## Work to complete
When the word "ClusterUriParseError" appears in a line of the data below, list that line.

── Information given

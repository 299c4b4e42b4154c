#[cfg(debug_assertions)]
use simplelog::{ColorChoice, TermLogger, TerminalMode};
use simplelog::{CombinedLogger, ConfigBuilder, LevelFilter, WriteLogger};
use std::fs::{File, OpenOptions};
use std::io::{self, Write};
use std::path::{Path, PathBuf};
use std::sync::Mutex;

use berth_platform::AppPaths;

/// Log writer that survives the log file being deleted or rotated away
/// underneath the process.
struct ReopeningLogWriter {
    path: PathBuf,
    file: Mutex<File>,
}

impl ReopeningLogWriter {
    fn open(path: PathBuf) -> io::Result<Self> {
        let file = Self::open_append(&path)?;
        Ok(Self {
            path,
            file: Mutex::new(file),
        })
    }

    fn open_append(path: &Path) -> io::Result<File> {
        if let Some(parent) = path.parent() {
            std::fs::create_dir_all(parent)?;
        }
        OpenOptions::new().create(true).append(true).open(path)
    }
}

impl Write for ReopeningLogWriter {
    fn write(&mut self, buf: &[u8]) -> io::Result<usize> {
        let mut guard = self
            .file
            .lock()
            .unwrap_or_else(std::sync::PoisonError::into_inner);
        if !self.path.exists() {
            *guard = Self::open_append(&self.path)?;
        }
        guard.write(buf)
    }

    fn flush(&mut self) -> io::Result<()> {
        self.file
            .lock()
            .unwrap_or_else(std::sync::PoisonError::into_inner)
            .flush()
    }
}

/// Drop the older half of the log, aligned to the next line boundary.
fn trim_oversized_log(path: &Path, max_size: u64) {
    let Ok(metadata) = std::fs::metadata(path) else {
        return;
    };
    if metadata.len() <= max_size {
        return;
    }
    let Ok(contents) = std::fs::read(path) else {
        return;
    };
    let half = contents.len() / 2;
    let keep_from = contents[half..]
        .iter()
        .position(|&byte| byte == b'\n')
        .map_or(half, |offset| half + offset + 1);
    let _ = std::fs::write(path, &contents[keep_from..]);
}

pub fn init_logging(debug_enabled: bool, max_log_size: u64) {
    let Ok(paths) = AppPaths::new() else {
        return;
    };
    let _ = paths.ensure_dirs();
    let log_path = paths.log_file();

    trim_oversized_log(&log_path, max_log_size);

    let config = ConfigBuilder::new()
        .set_time_format_rfc3339()
        .add_filter_allow_str("berth")
        .build();

    let file_logger = ReopeningLogWriter::open(log_path.clone())
        .ok()
        .map(|writer| WriteLogger::new(LevelFilter::Debug, config.clone(), writer));

    #[cfg(debug_assertions)]
    {
        let term_logger = TermLogger::new(
            LevelFilter::Debug,
            config,
            TerminalMode::Mixed,
            ColorChoice::Auto,
        );
        let mut loggers: Vec<Box<dyn simplelog::SharedLogger>> = vec![term_logger];
        if let Some(file_logger) = file_logger {
            loggers.push(file_logger);
        }
        let _ = CombinedLogger::init(loggers);
    }

    #[cfg(not(debug_assertions))]
    {
        if let Some(file_logger) = file_logger {
            let _ = CombinedLogger::init(vec![file_logger]);
        }
    }

    set_logging_enabled(debug_enabled);

    if debug_enabled {
        log::info!("Debug logging enabled, log file: {}", log_path.display());
    }
}

pub fn set_logging_enabled(enabled: bool) {
    if enabled {
        log::set_max_level(log::LevelFilter::Debug);
    } else {
        log::set_max_level(log::LevelFilter::Off);
    }
}

#[cfg(test)]
mod tests {
    use std::io::Write as _;

    use super::{ReopeningLogWriter, set_logging_enabled, trim_oversized_log};

    #[test]
    fn writer_reopens_after_the_log_file_disappears() {
        let temp_dir = tempfile::tempdir().expect("temporary directory should be created");
        let log_path = temp_dir.path().join("berth.log");
        let mut writer =
            ReopeningLogWriter::open(log_path.clone()).expect("writer should open log file");

        writer
            .write_all(b"before rotation\n")
            .expect("initial write should succeed");
        std::fs::remove_file(&log_path).expect("log file should be removable");
        writer
            .write_all(b"after rotation\n")
            .expect("writer should recreate the file");

        let contents =
            std::fs::read_to_string(&log_path).expect("recreated file should be readable");
        assert_eq!(contents, "after rotation\n");
    }

    #[test]
    fn trim_keeps_the_newest_half_on_a_line_boundary() {
        let temp_dir = tempfile::tempdir().expect("temporary directory should be created");
        let log_path = temp_dir.path().join("berth.log");
        std::fs::write(&log_path, "one\ntwo\nthree\nfour\nfive\n")
            .expect("test log file should be written");

        trim_oversized_log(&log_path, 8);

        let trimmed =
            std::fs::read_to_string(&log_path).expect("trimmed log file should be readable");
        assert!(!trimmed.contains("one"));
        assert!(trimmed.ends_with("five\n"));
        assert!(trimmed.starts_with("three\n") || trimmed.starts_with("four\n"));
    }

    #[test]
    fn trim_leaves_small_files_alone() {
        let temp_dir = tempfile::tempdir().expect("temporary directory should be created");
        let log_path = temp_dir.path().join("berth.log");
        std::fs::write(&log_path, "short\n").expect("test log file should be written");

        trim_oversized_log(&log_path, 1024);

        let contents = std::fs::read_to_string(&log_path).expect("log file should be readable");
        assert_eq!(contents, "short\n");
    }

    #[test]
    fn logging_toggle_moves_the_global_level() {
        set_logging_enabled(true);
        assert_eq!(log::max_level(), log::LevelFilter::Debug);

        set_logging_enabled(false);
        assert_eq!(log::max_level(), log::LevelFilter::Off);
    }
}
use std::sync::Arc;
use std::time::Duration;

use log::info;
use semver::Version;
use thiserror::Error;
use tokio::sync::watch;

use berth_backend::{
    AppUpdateEvent, AutoUpdatesStatus, ClusterUri, ClusterVersionSource, ProviderError,
    UpdaterProvider,
};
use berth_platform::AppPaths;
use berth_updater::{
    ControllerConfig, ControllerError, EnvOverrideSource, HttpUpdaterProvider,
    ManagingClusterRegistry, UpdateController, UpdateControllerHandle,
};

use crate::settings::AppSettings;

#[derive(Debug, Error)]
pub enum ServiceError {
    #[error("failed to resolve application paths: {details}")]
    Paths { details: String },
    #[error("failed to prepare application directories: {source}")]
    Io {
        #[source]
        source: std::io::Error,
    },
    #[error(transparent)]
    Provider(#[from] ProviderError),
    #[error(transparent)]
    Controller(#[from] ControllerError),
    #[error("update artifact host {host:?} is not a known download host")]
    UntrustedHost { host: String },
}

/// Facade the desktop frontend talks to. Owns the controller handle and the
/// host-level policy that sits above it, such as the download host check.
pub struct UpdaterService {
    settings: AppSettings,
    controller: UpdateControllerHandle,
}

impl UpdaterService {
    /// Wire the whole update subsystem from settings and the host's cluster
    /// source, then kick off the initial check in the background.
    ///
    /// # Errors
    /// Returns an error when platform paths cannot be prepared or the HTTP
    /// provider cannot be constructed.
    pub fn start(
        settings: AppSettings,
        source: Arc<dyn ClusterVersionSource>,
        current_version: Version,
    ) -> Result<Self, ServiceError> {
        let paths = AppPaths::new().map_err(|error| ServiceError::Paths {
            details: error.to_string(),
        })?;
        paths
            .ensure_dirs()
            .map_err(|source| ServiceError::Io { source })?;

        let registry = ManagingClusterRegistry::load(paths.managing_cluster_file());
        let provider = HttpUpdaterProvider::new(
            settings.update_manifest_base_url.clone(),
            paths.update_cache_dir(),
        )?;
        let config = ControllerConfig {
            current_version,
            per_cluster_timeout: Duration::from_secs(settings.probe_timeout_secs),
            env_override: EnvOverrideSource::Process,
        };
        let controller =
            UpdateController::spawn(config, source, Arc::new(provider), registry);

        let initial = controller.clone();
        tokio::spawn(async move {
            if let Err(error) = initial.check_for_app_updates().await {
                info!("Initial update check did not complete: {error}");
            }
        });

        Ok(Self {
            settings,
            controller,
        })
    }

    /// Assemble a service around an already-spawned controller.
    #[must_use]
    pub fn with_parts(settings: AppSettings, controller: UpdateControllerHandle) -> Self {
        Self {
            settings,
            controller,
        }
    }

    /// # Errors
    /// Returns an error when the controller is gone.
    pub async fn check_for_updates(&self) -> Result<AutoUpdatesStatus, ServiceError> {
        Ok(self.controller.check_for_app_updates().await?)
    }

    /// Start downloading the available update, after checking that its
    /// artifacts come from a known download host.
    ///
    /// # Errors
    /// Returns an error when the artifact host is not trusted or the
    /// controller is gone.
    pub async fn download_update(&self) -> Result<bool, ServiceError> {
        if let AppUpdateEvent::UpdateAvailable { update, .. } = self.controller.latest_event() {
            // An update without a parseable artifact host is never trusted.
            let host = update.download_host().unwrap_or_default();
            if !self.settings.trusts_download_host(&host) {
                return Err(ServiceError::UntrustedHost { host });
            }
        }
        Ok(self.controller.download_app_update().await?)
    }

    /// # Errors
    /// Returns an error when the controller is gone.
    pub async fn cancel_download(&self) -> Result<bool, ServiceError> {
        Ok(self.controller.cancel_app_update_download().await?)
    }

    /// # Errors
    /// Returns an error when no update is downloaded, the installer refuses,
    /// or the controller is gone.
    pub async fn quit_and_install(&self) -> Result<(), ServiceError> {
        self.controller.quit_and_install_app_update().await?;
        Ok(())
    }

    /// Record or clear the managing-cluster override and return the
    /// re-resolved status.
    ///
    /// # Errors
    /// Returns an error when the controller is gone.
    pub async fn set_managing_cluster(
        &self,
        uri: Option<ClusterUri>,
    ) -> Result<AutoUpdatesStatus, ServiceError> {
        Ok(self.controller.change_managing_cluster(uri).await?)
    }

    /// A new cluster connection changes the candidate set, so re-resolve.
    ///
    /// # Errors
    /// Returns an error when the controller is gone.
    pub async fn on_cluster_added(&self) -> Result<AutoUpdatesStatus, ServiceError> {
        Ok(self.controller.check_for_app_updates().await?)
    }

    /// # Errors
    /// Returns an error when the controller is gone.
    pub async fn on_cluster_logged_out(
        &self,
        uri: ClusterUri,
    ) -> Result<AutoUpdatesStatus, ServiceError> {
        Ok(self.controller.cluster_logged_out(uri).await?)
    }

    /// # Errors
    /// Returns an error when the controller is gone.
    pub async fn on_cluster_removed(
        &self,
        uri: ClusterUri,
    ) -> Result<AutoUpdatesStatus, ServiceError> {
        Ok(self.controller.cluster_logged_out(uri).await?)
    }

    #[must_use]
    pub fn subscribe(&self) -> watch::Receiver<AppUpdateEvent> {
        self.controller.subscribe()
    }

    #[must_use]
    pub fn latest_event(&self) -> AppUpdateEvent {
        self.controller.latest_event()
    }
}

#[cfg(test)]
mod tests {
    use std::path::PathBuf;
    use std::sync::Arc;
    use std::time::Duration;

    use async_trait::async_trait;
    use chrono::Utc;
    use semver::Version;
    use tokio::sync::{mpsc, watch};
    use tokio_util::sync::CancellationToken;

    use berth_backend::{
        AppUpdateEvent, ClusterUri, ClusterVersionInfo, ClusterVersionSource, DownloadProgress,
        DownloadedUpdate, ProviderError, SourceError, UpdateFile, UpdateInfo, UpdateKind,
        UpdaterProvider,
    };
    use berth_updater::{
        ControllerConfig, EnvOverrideSource, ManagingClusterRegistry, UpdateController,
    };

    use super::{ServiceError, UpdaterService};
    use crate::settings::AppSettings;

    struct OneClusterSource {
        info: ClusterVersionInfo,
    }

    #[async_trait]
    impl ClusterVersionSource for OneClusterSource {
        fn known_clusters(&self) -> Vec<ClusterUri> {
            vec![self.info.cluster_uri.clone()]
        }

        async fn fetch_version_info(
            &self,
            _cluster: &ClusterUri,
        ) -> Result<ClusterVersionInfo, SourceError> {
            Ok(self.info.clone())
        }
    }

    struct HostedProvider {
        host: &'static str,
    }

    #[async_trait]
    impl UpdaterProvider for HostedProvider {
        async fn fetch_update_info(
            &self,
            version: &Version,
        ) -> Result<UpdateInfo, ProviderError> {
            Ok(UpdateInfo {
                version: version.clone(),
                files: vec![UpdateFile {
                    url: format!("https://{}/berth-{version}.tar.gz", self.host),
                    sha512: "0".repeat(128),
                    size: 100,
                }],
                update_kind: UpdateKind::Upgrade,
                release_date: Utc::now(),
            })
        }

        async fn download(
            &self,
            update: &UpdateInfo,
            _progress: mpsc::Sender<DownloadProgress>,
            _cancel: CancellationToken,
        ) -> Result<DownloadedUpdate, ProviderError> {
            Ok(DownloadedUpdate {
                update: update.clone(),
                artifact_paths: vec![PathBuf::from("/tmp/berth-update")],
            })
        }

        fn quit_and_install(&self, _downloaded: &DownloadedUpdate) -> Result<(), ProviderError> {
            Ok(())
        }
    }

    fn service_with_host(host: &'static str) -> (UpdaterService, tempfile::TempDir) {
        let temp = tempfile::tempdir().expect("tempdir should be created");
        let registry = ManagingClusterRegistry::load(temp.path().join("managing.json"));
        let source = OneClusterSource {
            info: ClusterVersionInfo {
                cluster_uri: "main.example.com".parse().expect("valid cluster uri"),
                tools_version: Version::new(2, 0, 0),
                min_tools_version: Version::new(1, 0, 0),
                tools_auto_update: true,
            },
        };
        let config = ControllerConfig {
            current_version: Version::new(1, 0, 0),
            per_cluster_timeout: Duration::from_millis(200),
            env_override: EnvOverrideSource::Fixed(None),
        };
        let controller = UpdateController::spawn(
            config,
            Arc::new(source),
            Arc::new(HostedProvider { host }),
            registry,
        );
        (
            UpdaterService::with_parts(AppSettings::default(), controller),
            temp,
        )
    }

    async fn wait_for_available(events: &mut watch::Receiver<AppUpdateEvent>) {
        tokio::time::timeout(Duration::from_secs(5), async {
            loop {
                if matches!(
                    *events.borrow_and_update(),
                    AppUpdateEvent::UpdateAvailable { .. }
                ) {
                    return;
                }
                events.changed().await.expect("service should stay alive");
            }
        })
        .await
        .expect("update should become available");
    }

    #[tokio::test]
    async fn download_from_a_known_host_is_allowed() {
        let (service, _temp) = service_with_host("cdn.berth.dev");
        let mut events = service.subscribe();

        service
            .check_for_updates()
            .await
            .expect("check should complete");
        wait_for_available(&mut events).await;

        let started = service
            .download_update()
            .await
            .expect("trusted host should pass the policy check");
        assert!(started);
    }

    #[tokio::test]
    async fn download_from_an_unknown_host_is_refused() {
        let (service, _temp) = service_with_host("mirror.example.net");
        let mut events = service.subscribe();

        service
            .check_for_updates()
            .await
            .expect("check should complete");
        wait_for_available(&mut events).await;

        let result = service.download_update().await;
        let Err(ServiceError::UntrustedHost { host }) = result else {
            panic!("expected the untrusted host to be refused");
        };
        assert_eq!(host, "mirror.example.net");
    }

    #[tokio::test]
    async fn cluster_lifecycle_hooks_re_resolve_the_status() {
        let (service, _temp) = service_with_host("cdn.berth.dev");

        let added = service
            .on_cluster_added()
            .await
            .expect("re-resolution should complete");
        assert!(added.is_enabled());

        let removed = service
            .on_cluster_removed("other.example.com".parse().expect("valid cluster uri"))
            .await
            .expect("re-resolution should complete");
        assert_eq!(removed.options().managing_cluster_uri, None);
    }
}
use std::fmt;
use std::str::FromStr;

use chrono::{DateTime, Utc};
use semver::Version;
use serde::{Deserialize, Serialize};
use thiserror::Error;

/// Address of a root cluster the client is connected to.
///
/// Stored and compared as an opaque, normalized string so the override survives
/// re-login to the same cluster regardless of session state.
#[derive(Debug, Clone, PartialEq, Eq, Hash, PartialOrd, Ord, Serialize, Deserialize)]
#[serde(transparent)]
pub struct ClusterUri(String);

impl ClusterUri {
    #[must_use]
    pub fn as_str(&self) -> &str {
        &self.0
    }
}

impl fmt::Display for ClusterUri {
    fn fmt(&self, f: &mut fmt::Formatter<'_>) -> fmt::Result {
        f.write_str(&self.0)
    }
}

#[derive(Debug, Clone, Error)]
pub enum ClusterUriParseError {
    #[error("cluster uri must not be empty")]
    Empty,
    #[error("cluster uri must not contain whitespace: {input}")]
    ContainsWhitespace { input: String },
}

impl FromStr for ClusterUri {
    type Err = ClusterUriParseError;

    fn from_str(s: &str) -> Result<Self, Self::Err> {
        let trimmed = s.trim();
        if trimmed.is_empty() {
            return Err(ClusterUriParseError::Empty);
        }
        if trimmed.chars().any(char::is_whitespace) {
            return Err(ClusterUriParseError::ContainsWhitespace {
                input: trimmed.to_string(),
            });
        }
        Ok(Self(trimmed.to_string()))
    }
}

/// Version requirements a single reachable cluster reported.
#[derive(Debug, Clone, PartialEq, Eq, Serialize, Deserialize)]
pub struct ClusterVersionInfo {
    pub cluster_uri: ClusterUri,
    pub tools_version: Version,
    pub min_tools_version: Version,
    pub tools_auto_update: bool,
}

/// A cluster whose version query failed or timed out. Never dropped from the
/// outcome, so the UI can always say which clusters could not be checked.
#[derive(Debug, Clone, PartialEq, Eq, Serialize, Deserialize)]
pub struct UnreachableCluster {
    pub cluster_uri: ClusterUri,
    pub error_message: String,
}

/// Fan-in result of probing every known cluster.
#[derive(Debug, Clone, Default, PartialEq, Eq, Serialize, Deserialize)]
pub struct ClusterVersionReport {
    pub reachable: Vec<ClusterVersionInfo>,
    pub unreachable: Vec<UnreachableCluster>,
}

/// Where an enabled auto-update decision came from.
#[derive(Debug, Clone, PartialEq, Eq, Serialize, Deserialize)]
#[serde(tag = "kind", rename_all = "kebab-case")]
pub enum UpdateSource {
    EnvVar,
    ManagingCluster { managing_cluster_uri: ClusterUri },
    HighestCompatible,
}

/// Why auto-updates ended up disabled.
#[derive(Debug, Clone, Copy, PartialEq, Eq, Serialize, Deserialize)]
#[serde(rename_all = "kebab-case")]
pub enum DisabledReason {
    DisabledByEnvVar,
    NoClusterWithAutoUpdate,
    ManagingClusterUnableToManage,
    NoCompatibleVersion,
}

/// Supporting data attached to every resolution outcome, enabled or not, so
/// the UI never needs a second query to explain the decision.
#[derive(Debug, Clone, Default, PartialEq, Eq, Serialize, Deserialize)]
pub struct StatusOptions {
    pub managing_cluster_uri: Option<ClusterUri>,
    pub highest_compatible_version: Option<Version>,
    pub clusters: Vec<ClusterVersionInfo>,
    pub unreachable_clusters: Vec<UnreachableCluster>,
}

/// The single authoritative answer to "should this client self-update, and to
/// what". Recomputed from scratch on every trigger, never patched in place.
#[derive(Debug, Clone, PartialEq, Eq, Serialize, Deserialize)]
#[serde(tag = "state", rename_all = "kebab-case")]
pub enum AutoUpdatesStatus {
    Enabled {
        version: Version,
        source: UpdateSource,
        options: StatusOptions,
    },
    Disabled {
        reason: DisabledReason,
        options: StatusOptions,
    },
}

impl AutoUpdatesStatus {
    #[must_use]
    pub fn is_enabled(&self) -> bool {
        matches!(self, Self::Enabled { .. })
    }

    #[must_use]
    pub fn options(&self) -> &StatusOptions {
        match self {
            Self::Enabled { options, .. } | Self::Disabled { options, .. } => options,
        }
    }

    /// Whether a found update should start downloading without a user click.
    ///
    /// True only when the version is pinned by policy (env var) or an
    /// explicitly chosen managing cluster. A heuristically picked
    /// highest-compatible version always waits for user confirmation.
    #[must_use]
    pub fn should_auto_download(&self) -> bool {
        match self {
            Self::Enabled { source, .. } => !matches!(source, UpdateSource::HighestCompatible),
            Self::Disabled { .. } => false,
        }
    }
}

/// One file of an update package.
#[derive(Debug, Clone, PartialEq, Eq, Serialize, Deserialize)]
pub struct UpdateFile {
    pub url: String,
    pub sha512: String,
    pub size: u64,
}

#[derive(Debug, Clone, Copy, PartialEq, Eq, Serialize, Deserialize)]
#[serde(rename_all = "kebab-case")]
pub enum UpdateKind {
    Upgrade,
    Downgrade,
}

/// A concrete update the provider can deliver.
#[derive(Debug, Clone, PartialEq, Eq, Serialize, Deserialize)]
pub struct UpdateInfo {
    pub version: Version,
    pub files: Vec<UpdateFile>,
    pub update_kind: UpdateKind,
    pub release_date: DateTime<Utc>,
}

impl UpdateInfo {
    /// Host of the first update file's URL, surfaced to the UI as trust
    /// metadata. Read-only provenance, never part of the decision logic.
    #[must_use]
    pub fn download_host(&self) -> Option<String> {
        let first = self.files.first()?;
        let parsed = url::Url::parse(&first.url).ok()?;
        parsed.host_str().map(ToString::to_string)
    }
}

/// Cumulative progress of a download attempt across all of its files.
#[derive(Debug, Clone, Copy, PartialEq, Eq, Serialize, Deserialize)]
pub struct DownloadProgress {
    pub transferred: u64,
    pub total: Option<u64>,
}

impl DownloadProgress {
    #[must_use]
    pub fn percent(&self) -> Option<f64> {
        match self.total {
            Some(total) if total > 0 => {
                #[allow(clippy::cast_precision_loss)]
                Some((self.transferred as f64 / total as f64) * 100.0)
            }
            _ => None,
        }
    }
}

/// Events published by the update lifecycle controller. Each variant carries
/// the `AutoUpdatesStatus` snapshot that produced it; late subscribers receive
/// the most recent event, not history.
#[derive(Debug, Clone, PartialEq, Serialize, Deserialize)]
#[serde(tag = "event", rename_all = "kebab-case")]
pub enum AppUpdateEvent {
    /// No check has run yet in this process.
    Idle,
    CheckingForUpdate {
        /// Snapshot from the previous resolution, absent on the first check.
        status: Option<AutoUpdatesStatus>,
    },
    UpdateNotAvailable {
        status: AutoUpdatesStatus,
    },
    UpdateAvailable {
        status: AutoUpdatesStatus,
        update: UpdateInfo,
        auto_download: bool,
    },
    DownloadProgress {
        status: AutoUpdatesStatus,
        update: UpdateInfo,
        progress: DownloadProgress,
    },
    UpdateDownloaded {
        status: AutoUpdatesStatus,
        update: UpdateInfo,
    },
    Error {
        status: Option<AutoUpdatesStatus>,
        message: String,
        update: Option<UpdateInfo>,
    },
}

impl AppUpdateEvent {
    #[must_use]
    pub fn status(&self) -> Option<&AutoUpdatesStatus> {
        match self {
            Self::Idle => None,
            Self::CheckingForUpdate { status } | Self::Error { status, .. } => status.as_ref(),
            Self::UpdateNotAvailable { status }
            | Self::UpdateAvailable { status, .. }
            | Self::DownloadProgress { status, .. }
            | Self::UpdateDownloaded { status, .. } => Some(status),
        }
    }
}
// SPDX-License-Identifier: MIT
// Copyright 2026 Roland Dreier <roland@rolandd.dev>

//! Session lifecycle.
//!
//! `SessionManager` is the single answer to "is the user logged in right
//! now" and the only component that ends a session. It is shared by
//! reference (`Arc`) between the UI layer and the API client; all writes
//! to the token and user entries go through its `TokenStore`.
//!
//! ```text
//! NoSession --login_succeeded--> Active
//! Active --expiry | logout() | 401--> NoSession
//! ```

use crate::auth::store::TokenStore;
use crate::auth::token::{self, ExpiryPolicy};
use crate::error::{ClientError, Result};
use crate::models::User;
use crate::storage::{Storage, StorageError};
use crate::time_utils::now_unix_secs;
use serde::Serialize;
use std::sync::Arc;
use tokio::sync::broadcast;

const EVENT_CHANNEL_CAPACITY: usize = 16;

#[derive(Debug, Clone, Copy, PartialEq, Eq, Serialize)]
#[serde(rename_all = "snake_case")]
pub enum SessionState {
    NoSession,
    Active,
}

/// Why a session ended.
#[derive(Debug, Clone, Copy, PartialEq, Eq, Serialize)]
#[serde(rename_all = "snake_case")]
pub enum EndReason {
    /// Explicit sign-out.
    LoggedOut,
    /// Token expired or could not be decoded.
    Expired,
    /// The server answered 401.
    Rejected,
}

/// Transitions pushed to subscribers (normally the UI layer).
#[derive(Debug, Clone, PartialEq, Eq, Serialize)]
#[serde(tag = "type", rename_all = "snake_case")]
pub enum SessionEvent {
    Started { user_id: String },
    Ended { reason: EndReason },
}

pub struct SessionManager {
    store: TokenStore,
    policy: ExpiryPolicy,
    events: broadcast::Sender<SessionEvent>,
}

impl SessionManager {
    pub fn new(storage: Arc<dyn Storage>, policy: ExpiryPolicy) -> Self {
        let (events, _) = broadcast::channel(EVENT_CHANNEL_CAPACITY);
        Self {
            store: TokenStore::new(storage),
            policy,
            events,
        }
    }

    /// Subscribe to session start/end events.
    pub fn subscribe(&self) -> broadcast::Receiver<SessionEvent> {
        self.events.subscribe()
    }

    /// Startup gate. Local only; never touches the network.
    ///
    /// Clears storage and returns `false` when the stored session is
    /// missing, half-written, undecodable or expired.
    pub fn init(&self) -> bool {
        self.init_at(now_unix_secs())
    }

    pub fn init_at(&self, now: i64) -> bool {
        let active = self.is_valid_at(now);
        if active {
            tracing::info!(user_id = ?self.user_id_at(now), "Restored session");
        } else {
            tracing::info!("No usable session");
        }
        active
    }

    /// Re-run the local validity check, ending the session if it failed.
    pub fn is_valid(&self) -> bool {
        self.is_valid_at(now_unix_secs())
    }

    pub fn is_valid_at(&self, now: i64) -> bool {
        self.usable_token_at(now).is_some()
    }

    pub fn state(&self) -> SessionState {
        if self.is_valid() {
            SessionState::Active
        } else {
            SessionState::NoSession
        }
    }

    /// Current bearer token if the session is usable at `now`.
    ///
    /// Read fresh from storage on every call.
    pub fn usable_token_at(&self, now: i64) -> Option<String> {
        let stored = match self.store.read() {
            Ok(stored) => stored,
            Err(err) => {
                tracing::error!(error = %err, "Failed to read session storage");
                return None;
            }
        };

        match stored {
            Some(session) => match self.policy.usable_claims(&session.token, now) {
                Some(_) => Some(session.token),
                None => {
                    self.end_quietly(EndReason::Expired);
                    None
                }
            },
            None => {
                // A lone token or user entry is never a session.
                self.end_quietly(EndReason::Expired);
                None
            }
        }
    }

    /// Record a successful login or signup.
    pub fn login_succeeded(&self, token: &str, user: &User) -> Result<()> {
        self.store.save(token, user)?;
        tracing::info!(user_id = %user.id, "Session started");
        let _ = self.events.send(SessionEvent::Started {
            user_id: user.id.clone(),
        });
        Ok(())
    }

    /// End the session. Safe to call with no session stored.
    ///
    /// Fails if the stored entries could not be removed; the session is
    /// then still stored and no `Ended` event is sent.
    pub fn logout(&self) -> Result<()> {
        self.end(EndReason::LoggedOut)?;
        Ok(())
    }

    /// Clear storage and notify subscribers if anything was stored.
    ///
    /// `Ended` is sent only once both entries are gone.
    pub(crate) fn end(&self, reason: EndReason) -> std::result::Result<(), StorageError> {
        if !self.store.has_any()? {
            return Ok(());
        }

        self.store.clear()?;

        tracing::info!(reason = ?reason, "Session ended");
        let _ = self.events.send(SessionEvent::Ended { reason });
        Ok(())
    }

    /// `end` for paths that only answer "usable or not".
    fn end_quietly(&self, reason: EndReason) {
        if let Err(err) = self.end(reason) {
            tracing::error!(error = %err, reason = ?reason, "Failed to clear session storage");
        }
    }

    /// Stored user, while the session is usable.
    pub fn current_user(&self) -> Option<User> {
        if !self.is_valid() {
            return None;
        }
        self.store.read().ok().flatten().map(|s| s.user)
    }

    /// Replace the stored user record (e.g. after a profile update).
    pub fn update_user(&self, user: &User) -> Result<()> {
        if !self.is_valid() {
            return Err(ClientError::SessionExpired);
        }
        user.check()?;
        self.store.save_user(user)?;
        Ok(())
    }

    /// Subject claim of a usable token. Display/debugging only.
    pub fn user_id(&self) -> Option<String> {
        self.user_id_at(now_unix_secs())
    }

    pub fn user_id_at(&self, now: i64) -> Option<String> {
        let token = self.store.token().ok().flatten()?;
        let claims = self.policy.usable_claims(&token, now)?;
        token::extract_user_id(&claims).map(str::to_string)
    }

    /// True when the usable token is close enough to expiry that the user
    /// should be asked to sign in again soon.
    pub fn needs_refresh(&self) -> bool {
        self.needs_refresh_at(now_unix_secs())
    }

    pub fn needs_refresh_at(&self, now: i64) -> bool {
        let Some(token) = self.store.token().ok().flatten() else {
            return false;
        };
        self.policy
            .usable_claims(&token, now)
            .is_some_and(|claims| self.policy.needs_refresh(&claims, now))
    }
}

────

## Result of this exercise
pub enum ClusterUriParseError {
    type Err = ClusterUriParseError;
            return Err(ClusterUriParseError::Empty);
            return Err(ClusterUriParseError::ContainsWhitespace {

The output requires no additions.